Specifically, the unreacted metallic single walled carbon nanotubes
have an absorbance at 450 to 650 wavenumbers of 0.08.
[0044] Following the completion of the reaction of the metallic
single walled carbon nanotubes with the hydroxamic acid
aryldiazonium salt the absorbance reduces to 0.06 at 450-650
wavenumbers.
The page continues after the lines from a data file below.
impl KlineInterval {
    pub const ALL: [KlineInterval; 7] = [
        KlineInterval::Min1,
        KlineInterval::Min5,
        KlineInterval::Min15,
        KlineInterval::Hour1,
        KlineInterval::Hour4,
        KlineInterval::Day1,
        KlineInterval::Week1,
    ];

    /// Intervals fed to strategies: everything except the two shortest.
    pub fn signal_intervals() -> &'static [KlineInterval] {
        &Self::ALL[2..]
    }

    pub fn label(&self) -> &'static str {
        match self {
            KlineInterval::Min1 => "_1M",
            KlineInterval::Min5 => "_5M",
            KlineInterval::Min15 => "_15M",
            KlineInterval::Hour1 => "_1H",
            KlineInterval::Hour4 => "_4H",
            KlineInterval::Day1 => "_1D",
            KlineInterval::Week1 => "_1W",
        }
    }

    pub fn duration(&self) -> Duration {
        match self {
            KlineInterval::Min1 => Duration::minutes(1),
            KlineInterval::Min5 => Duration::minutes(5),
            KlineInterval::Min15 => Duration::minutes(15),
            KlineInterval::Hour1 => Duration::hours(1),
            KlineInterval::Hour4 => Duration::hours(4),
            KlineInterval::Day1 => Duration::days(1),
            KlineInterval::Week1 => Duration::weeks(1),
        }
    }

    /// The token each exchange expects in its kline query string.
    pub fn native(&self, exchange: ExchangeType) -> &'static str {
        use KlineInterval::*;
        match exchange {
            ExchangeType::Binance | ExchangeType::GateIo => match self {
                Min1 => "1m",
                Min5 => "5m",
                Min15 => "15m",
                Hour1 => "1h",
                Hour4 => "4h",
                Day1 => "1d",
                Week1 => "1w",
            },
            ExchangeType::Okx => match self {
                Min1 => "1m",
                Min5 => "5m",
                Min15 => "15m",
                Hour1 => "1H",
                Hour4 => "4H",
                Day1 => "1D",
                Week1 => "1W",
            },
            ExchangeType::Bybit => match self {
                Min1 => "1",
                Min5 => "5",
                Min15 => "15",
                Hour1 => "60",
                Hour4 => "240",
                Day1 => "D",
                Week1 => "W",
            },
        }
    }
}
The substantial drop of the metallic transition
absorbance demonstrates the completion of the reaction and the bond
formation.
[0045] The hydroxamic acid aryldiazonium salt solution is added to
the suspension of mixture of single walled carbon nanotubes at a
rate of 1 ml/hr.
[0046] Alternatively, dichloromethane is contacted to the mixture
of metallic and semiconducting single walled carbon nanotubes prior
to reaction with the hydroxyamic acid aryldiazonium salt
solution.
[0047] The suspension of functionalized metallic and unchanged
semiconducting carbon nanotubes is then purified to remove any
surfactant by suspending the solid mixture of functionalized
metallic and unchanged semiconducting nanotubes in water followed
by centrifugation carried out at a rate of 15 KRPM for about 20
minutes. The step of purifying to remove surfactant may optionally
be repeated at least once. Removing surfactant is followed by
contacting the mixture of substantially fully functionalized
metallic carbon nanotubes and substantially unchanged
semiconducting carbon nanotubes with at least five equivalents of
acetone to precipitate a solid mixture of substantially fully
functionalized metallic carbon nanotubes and substantially
unchanged semiconducting carbon nanotubes. The solid mixture of
functionalized metallic and unchanged semiconducting carbon
nanotubes from the step of precipitation is then isolated from the
supernatant liquid by centrifugation.
[0048] The purified solid mixture of functionalized metallic and
unchanged semiconducting carbon nanotubes is then sonicated for 30
minutes, 600 Watts at 40% maximum power in a medium, such as
aqueous base, to selectively dissolve the functionalized metallic
carbon nanotubes. Other examples of such media include aqueous
bases of alkali metals, ammonium hydroxide, a 1M sodium hydroxide
aqueous solution, water or super critical fluid. This step of
sonicating in the medium to dissolve the functionalized metallic
carbon nanotubes has a selectivity of at least 85%.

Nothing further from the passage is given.